With these views of the origin, nature, and tendency of the radical attack on Lord Eldon, we have derived much satisfaction from a perusal of the pamphlet now before us. It states clearly and fairly, the principal causes of expence and delay in the courts of Chancery, contrasts their state with that of the courts of Common Law, and makes material reductions from the apparent arrears of causes, which has excited so much dissatisfaction. The writer assures us that he is not even personally known to the Chancellor; but we regret that his statements have not received the confirmation and authority which is derived from the appearance of a name in the title page. The following passages are the most material:

"Among ignorant men it seems plausible reasoning to censure the Lord Chancellor and his Court, because suits of great importance to settle a testator's affairs, and to determine the rights of legatees, continue in Chancery many years undetermined; but the fallacy of this reasoning becomes apparent, when it is known that the division of his property cannot with justice be made, till his debts are paid, or the state of his debts and credits is minutely ascertained; and such suits in Chancery, and at Common Law, as contending parties `institute affecting his property, are disposed of. And indeed sometimes it happens, that a safe and honest judgment cannot be made as to a testator's, or an embarrassed man's affairs, till several suits in succession have been determined. Sandford v. Gibbon (Sweet.)-Comber v. Comber (Dowdeswell.)

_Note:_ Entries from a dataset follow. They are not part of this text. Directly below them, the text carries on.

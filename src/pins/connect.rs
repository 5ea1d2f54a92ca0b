//! Hosted pin board speaking the Posit Connect content API

use std::path::{Path, PathBuf};
use std::time::Duration;

use async_trait::async_trait;
use serde::Deserialize;
use serde::de::DeserializeOwned;
use tracing::{debug, info, trace};
use ureq::Agent;

use super::{PinBoard, PinCache, PinMeta, PinRef};
use crate::errors::{LimsError, Result};

#[derive(Debug, Clone, Deserialize)]
struct ContentItem {
    guid: String,
    name: String,
    content_url: String,
    #[serde(default)]
    bundle_id: Option<String>,
    #[serde(default)]
    owner: Option<ContentOwner>,
}

#[derive(Debug, Clone, Deserialize)]
struct ContentOwner {
    username: String,
}

#[derive(Debug, Clone, Deserialize)]
struct Bundle {
    id: String,
}

/// Blocking HTTP side of the board; cloned into `spawn_blocking` closures
#[derive(Clone)]
struct ConnectClient {
    server_url: String,
    api_key: String,
    agent: Agent,
}

impl ConnectClient {
    fn get(&self, url: &str) -> Result<ureq::http::Response<ureq::Body>> {
        trace!("GET {}", url);
        self.agent
            .get(url)
            .header("Authorization", format!("Key {}", self.api_key))
            .call()
            .map_err(|e| match e {
                ureq::Error::StatusCode(404) => {
                    LimsError::pin_not_found(format!("Not found on pin board: {}", url))
                }
                other => LimsError::pin_board(format!("Request to {} failed: {}", url, other)),
            })
    }

    fn get_json<T: DeserializeOwned>(&self, url: &str) -> Result<T> {
        self.get(url)?
            .into_body()
            .read_json()
            .map_err(|e| LimsError::pin_board(format!("Invalid JSON from {}: {}", url, e)))
    }

    fn find_content(&self, pin: &PinRef) -> Result<ContentItem> {
        let (owner, name) = pin.owner_and_name();
        let url = format!(
            "{}/__api__/v1/content?name={}&include=owner",
            self.server_url,
            urlencoding::encode(name)
        );
        let items: Vec<ContentItem> = self.get_json(&url)?;

        items
            .into_iter()
            .filter(|item| item.name == name)
            .find(|item| match owner {
                Some(owner) => item.owner.as_ref().is_some_and(|o| o.username == owner),
                None => true,
            })
            .ok_or_else(|| LimsError::pin_not_found(format!("Pin '{}' not found", pin.name)))
    }

    fn versions(&self, pin: &PinRef) -> Result<Vec<String>> {
        let content = self.find_content(pin)?;
        let url = format!(
            "{}/__api__/v1/content/{}/bundles",
            self.server_url, content.guid
        );
        let bundles: Vec<Bundle> = self.get_json(&url)?;
        Ok(bundles.into_iter().map(|b| b.id).collect())
    }

    /// Resolve the content item and the bundle that holds the requested version
    fn locate(&self, pin: &PinRef) -> Result<(ContentItem, String)> {
        let content = self.find_content(pin)?;
        let bundle = match &pin.version {
            Some(version) => version.clone(),
            None => content.bundle_id.clone().ok_or_else(|| {
                LimsError::pin_not_found(format!("Pin '{}' has no active bundle", pin.name))
            })?,
        };
        Ok((content, bundle))
    }

    fn bundle_url(content: &ContentItem, bundle: &str, file: &str) -> String {
        format!(
            "{}/_rev{}/{}",
            content.content_url.trim_end_matches('/'),
            bundle,
            file
        )
    }

    fn meta(&self, pin: &PinRef) -> Result<PinMeta> {
        let (content, bundle) = self.locate(pin)?;
        let url = Self::bundle_url(&content, &bundle, "data.txt");
        let text = self
            .get(&url)?
            .into_body()
            .read_to_string()
            .map_err(|e| LimsError::pin_board(format!("Failed to read {}: {}", url, e)))?;

        let mut meta = PinMeta::from_yaml(&text)?;
        meta.version = bundle;
        Ok(meta)
    }

    fn download(&self, pin: &PinRef, cache: &PinCache) -> Result<PathBuf> {
        let (content, bundle) = self.locate(pin)?;
        let meta_url = Self::bundle_url(&content, &bundle, "data.txt");
        let text = self
            .get(&meta_url)?
            .into_body()
            .read_to_string()
            .map_err(|e| LimsError::pin_board(format!("Failed to read {}: {}", meta_url, e)))?;
        let meta = PinMeta::from_yaml(&text)?;

        let mut paths = Vec::new();
        for (index, file) in meta.files().iter().enumerate() {
            let target = cache.path_for(&pin.name, &bundle, file);
            if cache.is_fresh(&target, meta.file_size_at(index)) {
                debug!("Using cached pin file {}", target.display());
            } else {
                let url = Self::bundle_url(&content, &bundle, file);
                self.fetch_to(&url, &target)?;
            }
            paths.push(target);
        }

        paths
            .into_iter()
            .next()
            .ok_or_else(|| LimsError::pin_board(format!("Pin '{}' lists no files", pin.name)))
    }

    fn fetch_to(&self, url: &str, target: &Path) -> Result<()> {
        if let Some(parent) = target.parent() {
            std::fs::create_dir_all(parent)?;
        }
        let partial = target.with_extension("part");

        info!("Downloading {} -> {}", url, target.display());
        let response = self.get(url)?;
        let mut reader = response.into_body().into_reader();
        let mut file = std::fs::File::create(&partial)?;
        let written = std::io::copy(&mut reader, &mut file)?;
        drop(file);
        std::fs::rename(&partial, target)?;

        debug!("Downloaded {} bytes", written);
        Ok(())
    }
}

/// Posit Connect pin board
///
/// Authenticates with `Authorization: Key <api key>`. A pin version is a
/// bundle id; pin files live under `{content_url}_rev{bundle}/`.
pub struct ConnectBoard {
    client: ConnectClient,
    cache: PinCache,
}

impl ConnectBoard {
    pub fn new(server_url: &str, api_key: &str, cache: PinCache, timeout: Duration) -> Self {
        let agent: Agent = Agent::config_builder()
            .timeout_global(Some(timeout))
            .build()
            .into();

        Self {
            client: ConnectClient {
                server_url: server_url.trim_end_matches('/').to_string(),
                api_key: api_key.to_string(),
                agent,
            },
            cache,
        }
    }

    async fn blocking<T, F>(&self, f: F) -> Result<T>
    where
        T: Send + 'static,
        F: FnOnce(ConnectClient) -> Result<T> + Send + 'static,
    {
        let client = self.client.clone();
        tokio::task::spawn_blocking(move || f(client))
            .await
            .map_err(|e| LimsError::pin_board(format!("Pin board task failed: {}", e)))?
    }
}

#[async_trait]
impl PinBoard for ConnectBoard {
    async fn pin_versions(&self, name: &str) -> Result<Vec<String>> {
        let pin = PinRef::parse(name)?;
        self.blocking(move |client| client.versions(&pin)).await
    }

    async fn pin_meta(&self, pin: &PinRef) -> Result<PinMeta> {
        let pin = pin.clone();
        self.blocking(move |client| client.meta(&pin)).await
    }

    async fn pin_download(&self, pin: &PinRef) -> Result<PathBuf> {
        let pin = pin.clone();
        let cache = self.cache.clone();
        self.blocking(move |client| client.download(&pin, &cache))
            .await
    }

    fn board_name(&self) -> &'static str {
        "connect"
    }
}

"It is fit, however, that the statesmen and parties, who consider these matters, should be informed, that in the greater part of Chancery suits the delay occasioned by them is attended with very few, if any, very grievous inconveniences to the parties; for I venture to assert, that in suits where there is a clear fund, and a clear claim, and the solicitor knows his business, that fund is always accessible to infants for education, and to those who are entitled to it, for all reasonable and proper purposes; and that it may be got at with almost

as much facility as it could be got at from funds in the hands of any prudent executor or trustee, where there is not any suit pending in Chancery." P. 14.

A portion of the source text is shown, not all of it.